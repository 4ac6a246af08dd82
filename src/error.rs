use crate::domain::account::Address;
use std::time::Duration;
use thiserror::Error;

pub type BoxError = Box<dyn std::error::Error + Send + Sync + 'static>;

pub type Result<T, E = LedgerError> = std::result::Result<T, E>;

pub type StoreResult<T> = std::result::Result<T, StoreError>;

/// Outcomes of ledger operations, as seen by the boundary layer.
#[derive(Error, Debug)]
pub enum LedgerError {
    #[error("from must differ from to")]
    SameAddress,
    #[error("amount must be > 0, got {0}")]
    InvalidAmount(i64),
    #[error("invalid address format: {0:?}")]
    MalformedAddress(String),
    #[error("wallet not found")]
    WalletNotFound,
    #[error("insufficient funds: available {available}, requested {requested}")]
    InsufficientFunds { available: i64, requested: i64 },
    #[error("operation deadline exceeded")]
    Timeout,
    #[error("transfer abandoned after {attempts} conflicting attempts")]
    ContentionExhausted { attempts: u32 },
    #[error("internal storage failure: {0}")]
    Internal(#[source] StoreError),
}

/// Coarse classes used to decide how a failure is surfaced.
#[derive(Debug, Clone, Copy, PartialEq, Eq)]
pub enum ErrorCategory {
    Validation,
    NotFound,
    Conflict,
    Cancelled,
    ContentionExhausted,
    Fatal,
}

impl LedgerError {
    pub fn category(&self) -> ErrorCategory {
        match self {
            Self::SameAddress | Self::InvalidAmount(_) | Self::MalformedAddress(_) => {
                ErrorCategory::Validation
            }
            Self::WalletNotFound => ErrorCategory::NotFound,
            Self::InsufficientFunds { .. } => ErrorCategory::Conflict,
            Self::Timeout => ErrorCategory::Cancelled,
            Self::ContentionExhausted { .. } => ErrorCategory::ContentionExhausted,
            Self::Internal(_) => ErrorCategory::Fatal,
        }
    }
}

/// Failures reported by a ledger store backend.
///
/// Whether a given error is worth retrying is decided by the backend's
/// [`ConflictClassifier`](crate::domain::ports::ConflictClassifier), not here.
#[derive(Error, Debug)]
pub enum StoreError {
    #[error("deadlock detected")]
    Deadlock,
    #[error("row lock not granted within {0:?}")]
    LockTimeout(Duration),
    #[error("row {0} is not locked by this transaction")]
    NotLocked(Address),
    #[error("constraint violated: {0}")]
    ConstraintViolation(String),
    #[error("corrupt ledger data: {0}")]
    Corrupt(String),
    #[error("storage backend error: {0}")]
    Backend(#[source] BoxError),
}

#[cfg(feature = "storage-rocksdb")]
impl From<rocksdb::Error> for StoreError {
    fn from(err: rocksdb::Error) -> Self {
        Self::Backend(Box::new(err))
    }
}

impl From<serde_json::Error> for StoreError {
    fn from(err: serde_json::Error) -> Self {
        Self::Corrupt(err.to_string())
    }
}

:::

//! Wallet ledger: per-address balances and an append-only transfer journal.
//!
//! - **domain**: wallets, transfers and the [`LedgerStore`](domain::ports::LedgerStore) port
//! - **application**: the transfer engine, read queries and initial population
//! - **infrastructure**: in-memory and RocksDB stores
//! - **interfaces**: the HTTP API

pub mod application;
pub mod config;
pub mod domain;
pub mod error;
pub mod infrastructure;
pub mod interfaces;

:::

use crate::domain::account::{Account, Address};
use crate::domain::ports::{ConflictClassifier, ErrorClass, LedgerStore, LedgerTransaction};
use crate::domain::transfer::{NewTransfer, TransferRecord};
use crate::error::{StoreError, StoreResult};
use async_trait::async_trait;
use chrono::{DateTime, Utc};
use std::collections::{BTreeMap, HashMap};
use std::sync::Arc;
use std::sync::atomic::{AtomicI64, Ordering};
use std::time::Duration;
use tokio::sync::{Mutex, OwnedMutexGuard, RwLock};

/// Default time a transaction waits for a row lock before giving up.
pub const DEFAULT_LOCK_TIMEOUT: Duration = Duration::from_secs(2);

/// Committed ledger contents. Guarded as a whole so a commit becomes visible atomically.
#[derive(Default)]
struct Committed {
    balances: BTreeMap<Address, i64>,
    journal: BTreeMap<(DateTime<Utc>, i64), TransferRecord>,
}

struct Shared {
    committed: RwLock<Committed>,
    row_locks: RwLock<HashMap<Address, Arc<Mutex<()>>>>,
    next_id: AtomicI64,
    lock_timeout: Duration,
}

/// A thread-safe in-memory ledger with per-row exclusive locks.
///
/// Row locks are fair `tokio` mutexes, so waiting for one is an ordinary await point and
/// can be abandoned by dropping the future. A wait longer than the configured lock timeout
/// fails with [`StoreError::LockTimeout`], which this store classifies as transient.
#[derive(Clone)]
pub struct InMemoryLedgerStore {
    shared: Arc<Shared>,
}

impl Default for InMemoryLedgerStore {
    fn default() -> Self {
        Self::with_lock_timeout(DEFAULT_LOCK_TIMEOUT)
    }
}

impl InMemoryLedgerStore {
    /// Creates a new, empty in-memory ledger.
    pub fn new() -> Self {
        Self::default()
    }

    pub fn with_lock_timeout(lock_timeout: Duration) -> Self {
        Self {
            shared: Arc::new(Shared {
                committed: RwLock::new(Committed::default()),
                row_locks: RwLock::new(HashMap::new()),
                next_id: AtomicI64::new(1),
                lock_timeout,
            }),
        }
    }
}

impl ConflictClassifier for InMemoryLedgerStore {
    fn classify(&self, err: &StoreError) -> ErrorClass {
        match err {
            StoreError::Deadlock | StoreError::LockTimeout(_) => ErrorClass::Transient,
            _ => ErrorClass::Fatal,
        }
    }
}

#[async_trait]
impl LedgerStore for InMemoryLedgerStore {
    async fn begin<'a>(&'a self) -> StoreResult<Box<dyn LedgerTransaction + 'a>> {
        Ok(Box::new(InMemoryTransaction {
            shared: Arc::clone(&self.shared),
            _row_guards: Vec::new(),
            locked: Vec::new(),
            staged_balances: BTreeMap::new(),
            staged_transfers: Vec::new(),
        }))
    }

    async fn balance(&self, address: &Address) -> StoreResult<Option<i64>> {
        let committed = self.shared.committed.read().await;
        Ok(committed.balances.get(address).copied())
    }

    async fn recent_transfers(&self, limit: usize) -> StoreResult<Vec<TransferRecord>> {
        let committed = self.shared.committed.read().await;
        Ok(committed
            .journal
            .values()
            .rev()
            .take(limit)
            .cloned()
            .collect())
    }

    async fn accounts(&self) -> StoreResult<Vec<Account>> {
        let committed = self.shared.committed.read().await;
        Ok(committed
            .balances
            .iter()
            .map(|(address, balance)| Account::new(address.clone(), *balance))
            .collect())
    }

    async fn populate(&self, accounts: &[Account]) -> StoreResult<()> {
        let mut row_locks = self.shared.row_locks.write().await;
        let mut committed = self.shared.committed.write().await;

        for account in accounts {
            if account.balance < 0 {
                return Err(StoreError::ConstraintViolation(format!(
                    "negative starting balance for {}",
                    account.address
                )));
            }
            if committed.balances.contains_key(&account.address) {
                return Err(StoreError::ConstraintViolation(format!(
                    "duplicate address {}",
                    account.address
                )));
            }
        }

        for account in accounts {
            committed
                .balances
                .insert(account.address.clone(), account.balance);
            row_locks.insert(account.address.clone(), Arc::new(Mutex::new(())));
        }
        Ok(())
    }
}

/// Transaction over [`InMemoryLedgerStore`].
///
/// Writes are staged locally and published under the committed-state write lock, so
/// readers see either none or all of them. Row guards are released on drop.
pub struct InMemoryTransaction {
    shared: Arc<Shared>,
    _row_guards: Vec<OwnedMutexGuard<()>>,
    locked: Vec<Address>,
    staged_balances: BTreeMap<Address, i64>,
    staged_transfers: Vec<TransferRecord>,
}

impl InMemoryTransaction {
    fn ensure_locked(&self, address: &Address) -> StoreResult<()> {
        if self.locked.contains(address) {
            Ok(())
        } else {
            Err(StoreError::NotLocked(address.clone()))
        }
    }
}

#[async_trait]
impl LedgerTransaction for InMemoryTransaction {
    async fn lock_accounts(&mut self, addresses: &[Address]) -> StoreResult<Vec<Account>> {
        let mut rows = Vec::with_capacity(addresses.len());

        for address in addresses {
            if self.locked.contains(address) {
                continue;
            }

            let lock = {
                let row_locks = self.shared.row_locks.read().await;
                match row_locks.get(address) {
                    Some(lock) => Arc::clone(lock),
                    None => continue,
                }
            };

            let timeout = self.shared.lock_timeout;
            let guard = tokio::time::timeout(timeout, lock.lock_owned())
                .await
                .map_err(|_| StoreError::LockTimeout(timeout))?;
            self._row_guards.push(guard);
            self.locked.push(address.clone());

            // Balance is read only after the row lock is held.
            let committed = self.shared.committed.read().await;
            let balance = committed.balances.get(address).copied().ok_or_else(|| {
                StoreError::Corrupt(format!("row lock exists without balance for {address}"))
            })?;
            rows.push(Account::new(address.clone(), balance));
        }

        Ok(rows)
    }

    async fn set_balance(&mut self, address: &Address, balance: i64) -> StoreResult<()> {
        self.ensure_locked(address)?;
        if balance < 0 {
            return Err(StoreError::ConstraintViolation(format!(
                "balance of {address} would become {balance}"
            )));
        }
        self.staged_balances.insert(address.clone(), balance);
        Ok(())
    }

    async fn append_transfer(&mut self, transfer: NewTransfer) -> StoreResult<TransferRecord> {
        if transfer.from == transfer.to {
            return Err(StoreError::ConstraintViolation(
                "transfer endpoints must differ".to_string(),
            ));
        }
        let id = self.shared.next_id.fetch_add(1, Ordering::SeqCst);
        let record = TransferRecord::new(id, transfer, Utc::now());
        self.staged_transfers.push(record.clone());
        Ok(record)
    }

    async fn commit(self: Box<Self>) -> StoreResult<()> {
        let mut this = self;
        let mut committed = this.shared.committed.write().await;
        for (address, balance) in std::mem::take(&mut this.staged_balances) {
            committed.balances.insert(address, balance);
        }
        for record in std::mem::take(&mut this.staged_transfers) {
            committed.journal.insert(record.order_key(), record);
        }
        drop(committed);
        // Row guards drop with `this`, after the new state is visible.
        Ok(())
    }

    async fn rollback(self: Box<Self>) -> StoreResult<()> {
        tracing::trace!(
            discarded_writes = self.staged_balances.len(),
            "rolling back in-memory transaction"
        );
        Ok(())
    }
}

:::

Work to complete: Please say how many lines in the records above contain the word "take". Give the number alone.

Exercise answer: 3